### Problem to work on
For each line of the data that includes the word "WalkDir", copy the line.

START Data provided

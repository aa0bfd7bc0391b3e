use crate::descriptor::ResolvedDependency;
use crate::error::{BuildError, BuildErrorExt};
use mbridge_domain::config::LoaderConfig;
use mbridge_domain::{ModId, Platform};
use std::fs;
use std::path::{Path, PathBuf};
use tracing::{debug, info};
use walkdir::WalkDir;

/// Where linked dependencies are laid out for a build.
///
/// Dependency `<id>` lives in `<deps_root>/<id>`, so adding `deps_root` to
/// the include path makes its headers reachable as `<id>/...`.
#[derive(Debug, Clone, PartialEq, Eq)]
pub struct BuildLayout {
    deps_root: PathBuf,
    platform: Platform,
}

impl BuildLayout {
    #[must_use]
    pub fn new(deps_root: impl Into<PathBuf>, platform: Platform) -> Self {
        Self { deps_root: deps_root.into(), platform }
    }

    #[must_use]
    pub fn from_config(config: &LoaderConfig) -> Self {
        Self::new(config.dependencies_dir.clone(), config.platform)
    }

    #[must_use]
    pub fn deps_root(&self) -> &Path {
        &self.deps_root
    }

    #[must_use]
    pub const fn platform(&self) -> Platform {
        self.platform
    }

    #[must_use]
    pub fn dependency_dir(&self, id: &ModId) -> PathBuf {
        self.deps_root.join(id.as_str())
    }
}

/// What the build tool needs to compile and link a mod.
#[derive(Debug, Clone, Default, PartialEq, Eq)]
pub struct BuildPlan {
    include_dirs: Vec<PathBuf>,
    link: Vec<PathBuf>,
    soft: Vec<ModId>,
}

impl BuildPlan {
    /// Plans the build without touching the filesystem.
    ///
    /// Link entries point at the materialized location
    /// `<deps_root>/<id>/<artifact>` and only exist for packages shipping a
    /// binary named after the layout's platform.
    #[must_use]
    pub fn from_resolved(layout: &BuildLayout, resolved: &[ResolvedDependency]) -> Self {
        let mut plan = Self::default();

        for dependency in resolved {
            let Some(package) = dependency.linked_package() else {
                plan.soft.push(dependency.id().clone());
                continue;
            };

            let artifact = layout.platform.artifact_name(package.id().as_str());
            if package.binary_named(&artifact).is_some() {
                plan.link.push(layout.dependency_dir(package.id()).join(artifact));
            }
        }

        if resolved.iter().any(ResolvedDependency::is_linked) {
            plan.include_dirs.push(layout.deps_root.clone());
        }

        plan
    }

    /// Copies include trees and platform binaries of linked packages into
    /// their dependency directories.
    ///
    /// Each dependency directory is emptied first, so nothing from a
    /// previously materialized version survives. Returns the number of files
    /// written.
    pub fn materialize(
        layout: &BuildLayout,
        resolved: &[ResolvedDependency],
    ) -> Result<usize, BuildError> {
        let mut written = 0;

        for package in resolved.iter().filter_map(ResolvedDependency::linked_package) {
            let target = layout.dependency_dir(package.id());
            if target.exists() {
                fs::remove_dir_all(&target)
                    .context(format!("Failed to clear {}", target.display()))?;
            }
            fs::create_dir_all(&target)
                .context(format!("Failed to create {}", target.display()))?;

            if let Some(include) = package.include_dir() {
                written += copy_tree(include, &target)?;
            }

            let artifact = layout.platform.artifact_name(package.id().as_str());
            if let Some(binary) = package.binary_named(&artifact) {
                fs::copy(binary, target.join(&artifact))
                    .context(format!("Failed to copy {}", binary.display()))?;
                written += 1;
            }

            debug!(id = %package.id(), target = %target.display(), "Materialized dependency");
        }

        info!(root = %layout.deps_root.display(), files = written, "Dependencies materialized");
        Ok(written)
    }

    #[must_use]
    pub fn include_dirs(&self) -> &[PathBuf] {
        &self.include_dirs
    }

    /// Binaries to link against.
    #[must_use]
    pub fn link(&self) -> &[PathBuf] {
        &self.link
    }

    /// Dependencies left unlinked, reachable only through dispatch.
    #[must_use]
    pub fn soft(&self) -> &[ModId] {
        &self.soft
    }
}

fn copy_tree(source: &Path, target: &Path) -> Result<usize, BuildError> {
    let mut copied = 0;

    for entry in WalkDir::new(source).min_depth(1) {
        let entry = entry.context(format!("while copying {}", source.display()))?;
        let Ok(relative) = entry.path().strip_prefix(source) else {
            continue;
        };
        let destination = target.join(relative);

        if entry.file_type().is_dir() {
            fs::create_dir_all(&destination)
                .context(format!("Failed to create {}", destination.display()))?;
        } else if entry.file_type().is_file() {
            fs::copy(entry.path(), &destination)
                .context(format!("Failed to copy {}", entry.path().display()))?;
            copied += 1;
        }
    }

    Ok(copied)
}
use crate::store::AttributeStore;
use mbridge_dispatch::{DispatchRegistry, EventFilter, PostResult, TypeTag};
use std::cell::RefCell;
use std::fmt;
use std::sync::atomic::{AtomicU64, Ordering};
use tracing::trace;

/// Event id prefix of attribute change notifications.
pub const ATTRIBUTE_SET_PREFIX: &str = "attribute-set/";

static NEXT_NODE_ID: AtomicU64 = AtomicU64::new(1);

/// Process-unique identity of a [`Node`].
#[derive(Debug, Clone, Copy, PartialEq, Eq, Hash, PartialOrd, Ord)]
pub struct NodeId(u64);

impl NodeId {
    fn next() -> Self {
        Self(NEXT_NODE_ID.fetch_add(1, Ordering::Relaxed))
    }

    #[must_use]
    pub const fn get(self) -> u64 {
        self.0
    }
}

impl fmt::Display for NodeId {
    fn fmt(&self, f: &mut fmt::Formatter<'_>) -> fmt::Result {
        write!(f, "node#{}", self.0)
    }
}

/// Payload posted after an attribute was written.
#[derive(Debug, Clone, PartialEq, Eq)]
pub struct AttributeSetEvent {
    pub node: NodeId,
    pub key: String,
    /// Type of the value now stored.
    pub value_type: TypeTag,
}

/// Event id announcing writes to `key`.
#[must_use]
pub fn attribute_event_id(key: &str) -> String {
    format!("{ATTRIBUTE_SET_PREFIX}{key}")
}

/// Listens to writes of one attribute key.
#[must_use]
pub fn attribute_filter(key: &str) -> EventFilter {
    EventFilter::exact(attribute_event_id(key))
}

/// Listens to writes of every attribute on every node.
#[must_use]
pub fn any_attribute_filter() -> EventFilter {
    EventFilter::prefix(ATTRIBUTE_SET_PREFIX)
}

/// A scene object carrying attributes.
///
/// Attributes live as long as the node. Access goes through `&self` and every
/// accessor returns owned data, so no borrow outlives the call: listeners and
/// code posting between reads may freely read or write the node.
pub struct Node {
    id: NodeId,
    attributes: RefCell<AttributeStore>,
    dispatch: DispatchRegistry,
}

impl Node {
    #[must_use]
    pub fn new(dispatch: DispatchRegistry) -> Self {
        Self { id: NodeId::next(), attributes: RefCell::default(), dispatch }
    }

    #[must_use]
    pub const fn id(&self) -> NodeId {
        self.id
    }

    /// Writes the attribute, then posts [`AttributeSetEvent`] on
    /// `attribute-set/<key>`.
    pub fn set_attribute<T: 'static>(&self, key: &str, value: T) -> PostResult {
        self.attributes.borrow_mut().set(key, value);

        let mut event =
            AttributeSetEvent { node: self.id, key: key.to_owned(), value_type: TypeTag::of::<T>() };
        let result = self.dispatch.post_mut(&attribute_event_id(key), &mut event);
        trace!(node = %self.id, key, listeners = result.invoked(), "Attribute set");
        result
    }

    /// Copy of the attribute, or `None` when absent or of another type.
    #[must_use]
    pub fn get_attribute<T: Clone + 'static>(&self, key: &str) -> Option<T> {
        self.attributes.borrow().get::<T>(key).cloned()
    }

    /// Removes the attribute without notifying anyone.
    pub fn remove_attribute(&self, key: &str) -> bool {
        self.attributes.borrow_mut().remove(key)
    }

    #[must_use]
    pub fn has_attribute(&self, key: &str) -> bool {
        self.attributes.borrow().contains(key)
    }

    #[must_use]
    pub fn attribute_type(&self, key: &str) -> Option<&'static str> {
        self.attributes.borrow().type_name(key)
    }

    /// Snapshot of the current keys, in unspecified order.
    #[must_use]
    pub fn attribute_keys(&self) -> Vec<String> {
        self.attributes.borrow().keys().map(str::to_owned).collect()
    }

    #[must_use]
    pub fn attribute_count(&self) -> usize {
        self.attributes.borrow().len()
    }
}

impl fmt::Debug for Node {
    fn fmt(&self, f: &mut fmt::Formatter<'_>) -> fmt::Result {
        f.debug_struct("Node")
            .field("id", &self.id)
            .field("attributes", &self.attributes)
            .finish_non_exhaustive()
    }
}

END Data provided

### Answer
use walkdir::WalkDir;
    for entry in WalkDir::new(source).min_depth(1) {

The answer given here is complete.